OK, homunculus - I apologize. I'm done mudskippering amok in my crazed fashion, climbing up rhetorical trees with my prehensile pectoral fins to leer at the world from the branches.

This is a tough problem posed by your post, and quite beyond me. But here is a start :

Death and life in the ethnosphere. (The Naked Geography Of Hope) ( from Whole Earth Magazine, Spring, 2002, by Wade Davis )


In Haiti, a Vodoun priestess responds to the rhythm of drums and, taken by the spirit, handles burning embers with impunity. In the Amazon, a Waorani hunter detects the scent of animal urine at forty paces and identifies the species that deposited it. In the deserts of northern Kenya, Rendille nomads draw blood from the faces of camels, and survive on a diet of milk and herbs gathered in the shade of frail acacia trees. On an escarpment in the high Arctic, Inuit elders fuse myth with landscape, interpreting the past in the shadow of clouds cast upon ice.

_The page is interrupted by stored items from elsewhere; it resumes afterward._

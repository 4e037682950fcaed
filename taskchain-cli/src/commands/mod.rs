pub mod blur;
pub mod cleanup;
pub mod config;
impl fmt::Display for ValueKind {
    fn fmt(&self, f: &mut fmt::Formatter<'_>) -> fmt::Result {
        match self {
            Self::String => write!(f, "string"),
            Self::Int => write!(f, "int"),
            Self::Bool => write!(f, "bool"),
            Self::Bytes => write!(f, "bytes"),
        }
    }
}

/// Immutable string-keyed payload used as a stage's input and output.
///
/// # Examples
///
/// ```
/// use taskchain::Data;
///
/// let data = Data::builder()
///     .put_string("uri", "file:///tmp/in.png")
///     .put_int("level", 3)
///     .build()
///     .unwrap();
///
/// assert_eq!(data.get_string("uri"), Some("file:///tmp/in.png"));
/// assert_eq!(data.get_int("level"), Some(3));
/// assert_eq!(data.get_bool("missing"), None);
/// ```
#[derive(Debug, Clone, Default, PartialEq, Eq, Serialize, Deserialize)]
#[serde(transparent)]
pub struct Data {
    values: BTreeMap<String, DataValue>,
}
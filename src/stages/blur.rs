use std::sync::Arc;

use async_trait::async_trait;
use tracing::{debug, error};

use super::collaborators::{ArtifactStore, ImageTransform, Notifier};
use super::uri_schema;
use crate::constants::KEY_IMAGE_URI;
use crate::data::Data;
use crate::worker::{StageError, Worker};

/// Reads the image at [`KEY_IMAGE_URI`], transforms it, writes the result
/// and outputs its URI under the same key.
pub struct BlurWorker {
    store: Arc<dyn ArtifactStore>,
    transform: Arc<dyn ImageTransform>,
    notifier: Arc<dyn Notifier>,
}

impl BlurWorker {
    /// Creates the stage.
    pub fn new(
        store: Arc<dyn ArtifactStore>,
        transform: Arc<dyn ImageTransform>,
        notifier: Arc<dyn Notifier>,
    ) -> Self {
        Self {
            store,
            transform,
            notifier,
        }
    }
}

#[async_trait]
impl Worker for BlurWorker {
    async fn execute(&self, input: Data) -> Result<Data, StageError> {
        uri_schema().validate(&input).map_err(|violation| {
            error!(%violation, "invalid input uri");
            StageError::from(violation)
        })?;
        let source = input.get_string(KEY_IMAGE_URI).unwrap_or_default();

        let bytes = self.store.read_artifact(source).await.map_err(|e| {
            error!(uri = %source, error = %e, "error reading image");
            StageError::io(e)
        })?;

        let transform = Arc::clone(&self.transform);
        let blurred = tokio::task::spawn_blocking(move || transform.apply(&bytes))
            .await
            .map_err(|e| StageError::Panicked(e.to_string()))??;

        let output_uri = self.store.write_artifact(&blurred).await.map_err(|e| {
            error!(error = %e, "error writing image");
            StageError::io(e)
        })?;
        debug!(from = %source, to = %output_uri, "blurred image");

        self.notifier.notify_user(&format!("Output is {output_uri}"));

        Data::builder()
            .put_string(KEY_IMAGE_URI, output_uri)
            .build()
            .map_err(|e| StageError::Transform(e.to_string()))
    }
}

Just to know that such cultures exist is to remember that the human imagination is vast, fluid, infinite in its capacity for social and spiritual invention. Our way of life in the West, with its stunning technological wizardry, its cities dense with intrigue, is but one alternative rooted in a particular intellectual lineage. Polynesian seafarers who sense the presence of distant atolls in the echo of waves, Naxi shaman of Yunnan who carve mystical tales into rock, Juwasi Bushmen who have lived for generations in open truce with the lions of the Kalahari, reveal other options, means of interpreting existence, ways of being.

Together the cultures of the world make up an intellectual and spiritual web of life, an ethnosphere that envelopes and insulates the planet, and is as vital to our collective well-being as is the biosphere. Think of the ethnosphere as the sum total of thoughts, beliefs, myths, and intuitions brought into being by the human imagination since the dawn of consciousness. It is humanity's greatest legacy, the product of our dreams, the embodiment of our hopes, the symbol of all that we are and have created as a wildly inquisitive and astonishingly adaptive species.

Tragically, just as the biosphere is being severely eroded, so too is the ethnosphere, and at a far greater rate.